Saved data entries:
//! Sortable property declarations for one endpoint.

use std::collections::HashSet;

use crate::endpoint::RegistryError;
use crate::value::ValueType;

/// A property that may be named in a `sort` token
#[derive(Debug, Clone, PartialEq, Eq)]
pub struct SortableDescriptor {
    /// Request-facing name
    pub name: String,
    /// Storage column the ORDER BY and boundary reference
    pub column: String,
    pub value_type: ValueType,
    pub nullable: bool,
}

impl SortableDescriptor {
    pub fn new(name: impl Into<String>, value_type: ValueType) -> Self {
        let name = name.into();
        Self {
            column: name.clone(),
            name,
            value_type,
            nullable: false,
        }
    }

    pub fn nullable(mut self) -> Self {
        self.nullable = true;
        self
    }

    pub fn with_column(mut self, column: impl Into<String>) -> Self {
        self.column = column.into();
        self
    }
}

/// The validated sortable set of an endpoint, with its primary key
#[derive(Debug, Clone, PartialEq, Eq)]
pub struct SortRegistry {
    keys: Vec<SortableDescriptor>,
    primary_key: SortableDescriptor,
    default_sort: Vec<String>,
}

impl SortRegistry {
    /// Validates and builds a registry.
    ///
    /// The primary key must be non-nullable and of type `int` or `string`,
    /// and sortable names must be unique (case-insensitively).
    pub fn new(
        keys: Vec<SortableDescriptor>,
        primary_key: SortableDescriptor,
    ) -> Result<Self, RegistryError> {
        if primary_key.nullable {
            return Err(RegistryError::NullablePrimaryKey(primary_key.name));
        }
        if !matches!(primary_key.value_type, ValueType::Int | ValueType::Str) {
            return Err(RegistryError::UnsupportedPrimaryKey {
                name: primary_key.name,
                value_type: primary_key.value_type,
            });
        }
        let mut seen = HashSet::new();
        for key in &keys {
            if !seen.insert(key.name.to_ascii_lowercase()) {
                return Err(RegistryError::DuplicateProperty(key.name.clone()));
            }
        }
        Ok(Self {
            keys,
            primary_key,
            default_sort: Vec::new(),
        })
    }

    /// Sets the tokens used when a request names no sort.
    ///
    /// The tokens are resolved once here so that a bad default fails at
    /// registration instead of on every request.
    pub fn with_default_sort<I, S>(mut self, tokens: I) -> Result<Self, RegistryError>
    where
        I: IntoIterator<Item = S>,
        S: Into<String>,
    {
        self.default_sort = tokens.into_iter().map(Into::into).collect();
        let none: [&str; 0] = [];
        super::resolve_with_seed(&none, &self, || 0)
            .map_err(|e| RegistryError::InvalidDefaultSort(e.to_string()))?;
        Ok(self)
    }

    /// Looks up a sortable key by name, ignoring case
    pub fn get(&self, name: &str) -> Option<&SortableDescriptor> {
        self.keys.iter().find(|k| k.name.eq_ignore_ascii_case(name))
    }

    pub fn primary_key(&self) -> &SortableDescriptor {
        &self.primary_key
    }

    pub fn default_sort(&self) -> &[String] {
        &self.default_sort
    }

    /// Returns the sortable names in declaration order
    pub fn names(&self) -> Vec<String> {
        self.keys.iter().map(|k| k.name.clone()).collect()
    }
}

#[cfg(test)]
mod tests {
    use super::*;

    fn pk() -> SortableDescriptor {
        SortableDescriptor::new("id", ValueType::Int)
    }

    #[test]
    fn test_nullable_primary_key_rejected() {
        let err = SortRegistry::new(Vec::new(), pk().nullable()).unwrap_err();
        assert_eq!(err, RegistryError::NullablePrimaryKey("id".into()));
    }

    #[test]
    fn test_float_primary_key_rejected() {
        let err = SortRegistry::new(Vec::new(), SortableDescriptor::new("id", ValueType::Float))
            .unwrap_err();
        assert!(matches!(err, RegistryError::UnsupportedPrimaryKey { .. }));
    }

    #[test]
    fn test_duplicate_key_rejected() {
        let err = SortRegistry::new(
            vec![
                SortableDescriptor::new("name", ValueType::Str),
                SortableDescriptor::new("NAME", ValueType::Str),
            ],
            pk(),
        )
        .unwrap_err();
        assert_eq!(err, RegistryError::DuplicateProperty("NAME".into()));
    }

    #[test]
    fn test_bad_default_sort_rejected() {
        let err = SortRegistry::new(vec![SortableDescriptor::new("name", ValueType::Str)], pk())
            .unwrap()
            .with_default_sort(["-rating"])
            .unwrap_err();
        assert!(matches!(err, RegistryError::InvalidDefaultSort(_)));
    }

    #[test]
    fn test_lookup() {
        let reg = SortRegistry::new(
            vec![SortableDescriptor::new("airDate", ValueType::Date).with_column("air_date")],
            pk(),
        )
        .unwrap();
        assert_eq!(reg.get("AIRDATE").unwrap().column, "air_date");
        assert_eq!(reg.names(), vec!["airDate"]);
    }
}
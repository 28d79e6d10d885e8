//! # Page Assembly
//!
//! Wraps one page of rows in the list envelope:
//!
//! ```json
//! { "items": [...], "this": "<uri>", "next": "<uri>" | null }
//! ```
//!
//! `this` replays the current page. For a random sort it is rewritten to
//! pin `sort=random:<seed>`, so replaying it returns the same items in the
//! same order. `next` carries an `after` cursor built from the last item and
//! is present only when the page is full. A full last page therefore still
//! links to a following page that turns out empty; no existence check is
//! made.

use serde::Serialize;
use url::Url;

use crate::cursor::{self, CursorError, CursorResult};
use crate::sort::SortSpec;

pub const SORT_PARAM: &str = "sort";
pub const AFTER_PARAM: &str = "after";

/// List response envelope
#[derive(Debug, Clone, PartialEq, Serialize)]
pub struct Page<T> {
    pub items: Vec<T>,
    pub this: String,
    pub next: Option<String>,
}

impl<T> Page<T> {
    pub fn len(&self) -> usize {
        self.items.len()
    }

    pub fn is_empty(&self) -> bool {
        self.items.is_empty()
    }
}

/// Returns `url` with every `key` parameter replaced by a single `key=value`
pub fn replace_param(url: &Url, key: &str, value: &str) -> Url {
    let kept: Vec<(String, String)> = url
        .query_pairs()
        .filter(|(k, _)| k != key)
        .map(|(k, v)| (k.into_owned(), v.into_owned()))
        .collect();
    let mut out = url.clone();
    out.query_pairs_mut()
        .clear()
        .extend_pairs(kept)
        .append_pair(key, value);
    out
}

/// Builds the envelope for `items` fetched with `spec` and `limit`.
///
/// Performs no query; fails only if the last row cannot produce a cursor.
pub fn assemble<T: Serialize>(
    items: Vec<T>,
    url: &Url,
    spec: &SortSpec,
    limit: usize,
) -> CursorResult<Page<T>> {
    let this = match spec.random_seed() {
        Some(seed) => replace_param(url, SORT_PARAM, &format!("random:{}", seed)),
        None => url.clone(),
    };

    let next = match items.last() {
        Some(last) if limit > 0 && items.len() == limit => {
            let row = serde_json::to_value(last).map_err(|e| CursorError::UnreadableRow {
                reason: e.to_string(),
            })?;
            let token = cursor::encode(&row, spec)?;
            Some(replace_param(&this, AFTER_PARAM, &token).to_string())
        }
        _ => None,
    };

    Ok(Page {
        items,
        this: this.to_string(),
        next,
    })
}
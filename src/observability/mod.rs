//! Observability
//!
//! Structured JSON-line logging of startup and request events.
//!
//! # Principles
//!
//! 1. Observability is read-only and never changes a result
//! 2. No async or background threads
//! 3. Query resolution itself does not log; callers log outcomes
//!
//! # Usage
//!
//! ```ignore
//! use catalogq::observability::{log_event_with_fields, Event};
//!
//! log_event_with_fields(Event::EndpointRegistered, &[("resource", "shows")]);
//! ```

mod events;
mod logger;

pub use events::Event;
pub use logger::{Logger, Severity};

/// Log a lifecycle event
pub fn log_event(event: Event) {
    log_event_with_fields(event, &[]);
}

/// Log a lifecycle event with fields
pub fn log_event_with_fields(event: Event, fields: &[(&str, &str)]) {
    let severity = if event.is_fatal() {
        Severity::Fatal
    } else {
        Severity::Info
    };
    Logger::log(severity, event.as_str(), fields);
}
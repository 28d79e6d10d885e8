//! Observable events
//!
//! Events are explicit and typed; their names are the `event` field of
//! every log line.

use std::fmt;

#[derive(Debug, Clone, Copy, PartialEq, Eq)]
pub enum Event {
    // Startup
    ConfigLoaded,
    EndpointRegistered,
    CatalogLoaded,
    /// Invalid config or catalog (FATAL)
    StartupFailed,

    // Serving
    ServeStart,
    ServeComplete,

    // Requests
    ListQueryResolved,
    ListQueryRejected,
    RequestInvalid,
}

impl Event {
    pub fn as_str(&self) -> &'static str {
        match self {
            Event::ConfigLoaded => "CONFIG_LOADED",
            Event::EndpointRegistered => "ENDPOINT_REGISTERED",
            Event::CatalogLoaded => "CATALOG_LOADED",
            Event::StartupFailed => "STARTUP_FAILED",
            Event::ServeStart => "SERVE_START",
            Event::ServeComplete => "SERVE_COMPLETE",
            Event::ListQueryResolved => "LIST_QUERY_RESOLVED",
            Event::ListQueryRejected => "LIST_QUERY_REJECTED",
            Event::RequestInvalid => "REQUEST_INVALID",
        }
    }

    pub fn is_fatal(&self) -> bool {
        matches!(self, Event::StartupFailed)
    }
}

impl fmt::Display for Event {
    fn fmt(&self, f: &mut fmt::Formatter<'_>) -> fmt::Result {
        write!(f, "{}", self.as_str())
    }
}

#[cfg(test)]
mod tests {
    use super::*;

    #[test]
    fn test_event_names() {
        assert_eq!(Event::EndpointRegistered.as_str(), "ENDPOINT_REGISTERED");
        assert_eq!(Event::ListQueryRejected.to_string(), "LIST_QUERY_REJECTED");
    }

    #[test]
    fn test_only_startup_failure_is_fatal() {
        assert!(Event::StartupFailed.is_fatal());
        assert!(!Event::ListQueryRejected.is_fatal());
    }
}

EXERCISE OBJECTIVE: Go through the entries and copy each line holding the string "impl".

PROBLEM SOLUTION:
impl SortableDescriptor {
    pub fn new(name: impl Into<String>, value_type: ValueType) -> Self {
    pub fn with_column(mut self, column: impl Into<String>) -> Self {
impl SortRegistry {
impl<T> Page<T> {
impl Event {
impl fmt::Display for Event {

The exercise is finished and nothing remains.